* INPUT FOR THIS TASK *
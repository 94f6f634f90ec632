pub mod auth;
pub mod blog;
pub mod config;
pub mod db;
pub mod error;
pub mod response;
pub mod routes;

use std::sync::Arc;

use actix_web::{
    body::MessageBody,
    dev::{ServiceFactory, ServiceRequest, ServiceResponse},
    middleware, web, App, HttpResponse,
};
use tracing::warn;

pub use error::AppError;
pub type Result<T> = std::result::Result<T, AppError>;
pub use config::Settings;

pub use auth::{AuthService, CredentialStore, Identity, TokenService};
pub use db::{InMemoryStore, MongoStore, PostStore, UserStore};

/// Health check endpoint handler
/// Returns a JSON response with server status and timestamp
pub async fn health_check() -> HttpResponse {
    HttpResponse::Ok().json(serde_json::json!({
        "status": "healthy",
        "timestamp": chrono::Utc::now().to_rfc3339()
    }))
}

/// Upper bound on token lifetime (one year).
pub const MAX_TOKEN_EXPIRY_HOURS: i64 = 24 * 365;

/// Application state shared across all workers
#[derive(Clone)]
pub struct AppState {
    pub config: Arc<Settings>,
    pub auth: Arc<AuthService>,
    pub posts: Arc<dyn PostStore>,
}

impl AppState {
    /// Connects the configured store and builds the auth services.
    pub async fn new(config: Settings) -> Result<Self> {
        if config.database.in_memory {
            warn!("Using the in-memory store; data is lost on restart");
            let store = InMemoryStore::new();
            return Self::with_stores(config, Arc::new(store.clone()), Arc::new(store));
        }

        let store = MongoStore::connect(&config.database).await?;
        Self::with_stores(config, Arc::new(store.clone()), Arc::new(store))
    }

    pub fn with_stores(
        config: Settings,
        users: Arc<dyn UserStore>,
        posts: Arc<dyn PostStore>,
    ) -> Result<Self> {
        let expiry_hours = config.auth.token_expiry_hours;
        if !(1..=MAX_TOKEN_EXPIRY_HOURS).contains(&expiry_hours) {
            return Err(AppError::ConfigError(format!(
                "auth.token_expiry_hours must be between 1 and {}, got {}",
                MAX_TOKEN_EXPIRY_HOURS, expiry_hours
            )));
        }

        let credentials = CredentialStore::from_config(&config.auth)
            .map_err(|e| AppError::ConfigError(e.to_string()))?;
        let tokens = TokenService::new(&config.auth.jwt_secret, chrono::Duration::hours(expiry_hours));

        Ok(Self {
            config: Arc::new(config),
            auth: Arc::new(AuthService::new(users, credentials, tokens)),
            posts,
        })
    }
}

/// Malformed JSON bodies get the regular 400 envelope.
pub fn json_config() -> web::JsonConfig {
    web::JsonConfig::default().error_handler(|err, _req| {
        warn!("Rejected request body: {}", err);
        AppError::BadRequest("Invalid request".into()).into()
    })
}

/// Builds the application with every route and the shared middleware.
/// CORS is left to the caller since it depends on deployment settings.
pub fn create_app(
    state: AppState,
) -> App<
    impl ServiceFactory<
        ServiceRequest,
        Config = (),
        Response = ServiceResponse<impl MessageBody>,
        Error = actix_web::Error,
        InitError = (),
    >,
> {
    App::new()
        .app_data(web::Data::new(state))
        .app_data(json_config())
        .wrap(middleware::NormalizePath::trim())
        .wrap(middleware::Logger::default())
        .route("/health", web::get().to(health_check))
        .configure(routes::configure)
}

#[cfg(test)]
mod tests {
    use super::*;
    use actix_web::test as actix_test;

    fn test_state() -> AppState {
        let config = Settings::new_for_test().expect("Failed to load test config");
        let store = InMemoryStore::new();
        AppState::with_stores(config, Arc::new(store.clone()), Arc::new(store))
            .expect("Failed to build state")
    }

    #[actix_rt::test]
    async fn test_app_state_in_memory() {
        let config = Settings::new_for_test().expect("Failed to load test config");
        let state = AppState::new(config).await;
        assert!(state.is_ok());
    }

    #[test]
    fn test_app_state_clone() {
        let state = test_state();
        let cloned = state.clone();

        assert!(Arc::ptr_eq(&state.config, &cloned.config));
        assert!(Arc::ptr_eq(&state.auth, &cloned.auth));
        assert!(Arc::ptr_eq(&state.posts, &cloned.posts));
    }

    #[test]
    fn test_bad_hash_params_are_config_errors() {
        let mut config = Settings::new_for_test().unwrap();
        config.auth.hash_memory_kib = 0;
        let store = InMemoryStore::new();

        let result = AppState::with_stores(config, Arc::new(store.clone()), Arc::new(store));
        assert!(matches!(result, Err(AppError::ConfigError(_))));
    }

    #[test]
    fn test_token_expiry_must_be_in_range() {
        for hours in [0, -24, MAX_TOKEN_EXPIRY_HOURS + 1, i64::MAX] {
            let mut config = Settings::new_for_test().unwrap();
            config.auth.token_expiry_hours = hours;
            let store = InMemoryStore::new();

            let result = AppState::with_stores(config, Arc::new(store.clone()), Arc::new(store));
            assert!(matches!(result, Err(AppError::ConfigError(_))), "{}", hours);
        }

        let mut config = Settings::new_for_test().unwrap();
        config.auth.token_expiry_hours = MAX_TOKEN_EXPIRY_HOURS;
        let store = InMemoryStore::new();
        let state = AppState::with_stores(config, Arc::new(store.clone()), Arc::new(store)).unwrap();
        assert_eq!(state.auth.tokens().ttl().num_hours(), MAX_TOKEN_EXPIRY_HOURS);
    }

    #[actix_rt::test]
    async fn test_malformed_json_gets_envelope() {
        let app = actix_test::init_service(create_app(test_state())).await;

        let resp = actix_test::TestRequest::post()
            .uri("/api/auth/login")
            .insert_header(("Content-Type", "application/json"))
            .set_payload("{not json")
            .send_request(&app)
            .await;
        assert_eq!(resp.status(), 400);

        let body: serde_json::Value = actix_test::read_body_json(resp).await;
        assert_eq!(body, serde_json::json!({ "success": false, "message": "Invalid request" }));
    }
}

* YOUR TASK *
Pull out all lines from the entries above that include the word "CredentialStore".

* WORKED SOLUTION *
pub use auth::{AuthService, CredentialStore, Identity, TokenService};
        let credentials = CredentialStore::from_config(&config.auth)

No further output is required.